In June OUTA and the South African Airways Pilots’ Association launched legal proceedings against Myeni, asking the Pretoria High Court to declare her a delinquent director, which would bar her from serving as a director, a senior executive or on any boards for at least seven years. Myeni has denied wrongdoing. Our case continues.
In November last year the Companies and Intellectual Property Commission (CIPC) issued a compliance notice against Myeni, finding that she had breached the duties of a director and ordering her to notify formally the SAA board and Minister of Finance of this. She did so, then tried to get this overturned but this was denied.
SAA to have new CEO by month-end – Gigaba
By Lameez Omarjee, Fin24
Johannesburg – According to Finance Minister Malusi Gigaba, the appointment of a CEO for South African Airways (SAA) will be finalised by the end of July 2017.
Gigaba was speaking at a briefing at the JSE on Thursday where he revealed a 14-point action plan to revive the economy. Each action item has a minister assigned to it along with a deadline. Details of the plan will be revealed at the mini budget in October, he said.
Treasury will monitor the implementation of the plan, and according to Gigaba the deadlines will be effective.
Gigaba warned of tough times ahead and said the economy is strained, with a growth target of 1.3%. The 14-point plan aims to boost confidence in the economy and was drawn up following consultation with the president, several ministers and stakeholders such as ratings agencies and investors who raised several concerns.
The plan seeks to address issues at the local airline, which is an action item on its own. According to this, Gigaba will appoint a chief executive by month-end. Other deadlines include the finalisation of the five-year turnaround plan, which he is responsible for. The deadline for this is December 2019.

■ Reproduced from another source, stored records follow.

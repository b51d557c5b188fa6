//! Configuration management subsystem.
//!
//! # Data Flow
//! ```text
//! .pio.json (JSON, or TOML by extension)
//!     → loader.rs (parse & deserialize)
//!     → validation.rs (semantic checks, builds the vhost table once)
//!     → ProxyConfig (validated, immutable)
//!
//! Vhost assembly:
//!     config.plugin[*].vhosts (file order)
//!     → normalize string shorthand to { target }
//!     → merge.rs (recursive, last writer wins)
//!     → routing::VhostTable
//! ```
//!
//! # Design Decisions
//! - Config is immutable once loaded; changes require a restart
//! - All sections except `env` have defaults to allow minimal configs
//! - Validation separates syntactic (serde) from semantic checks

pub mod loader;
pub mod merge;
pub mod schema;
pub mod validation;

pub use loader::{load_config, parse_config, ConfigError, ConfigFormat};
pub use schema::ProxyConfig;
pub use schema::{ListenerConfig, ObservabilityConfig, TimeoutConfig};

Gigaba will also oversee negotiations with lenders to extend debt to the airline for the longer term. This will be finalised by October 2017. The board has made a submission about their preferred candidate to him, having followed due process.
“I have applied my mind, prepared a Cabinet memo and submitted the memo to Cabinet.” The appointment should be finalised following the next Cabinet meeting, he said.
Treasury recently gave the airline a R2.2bn bailout. Gigaba assured journalists that this was within the fiscal framework, Fin24 previously reported. This followed after Standard Chartered pulled out as a lender to the airline.
Gigaba said that other lenders remain committed to the airline.
“So much has happened at SAA. So many CEOs have come and gone. None of them have stayed long enough to achieve what is possible.
“So many turnaround strategies have been developed. So much money has been invested into the airline in the form of guarantees and bailouts.”
Gigaba said public resources could no longer be given to finance inefficiency. “It erodes public confidence in the airline and the decisions of government.”
Gigaba said a CEO experienced in running companies as large as SAA is needed, someone who could “grab the bull by the horns” and make SAA what all South Africans wish it to be.
This decisive action, according to Gigaba, shows lenders that the loans given to the airline are taken seriously.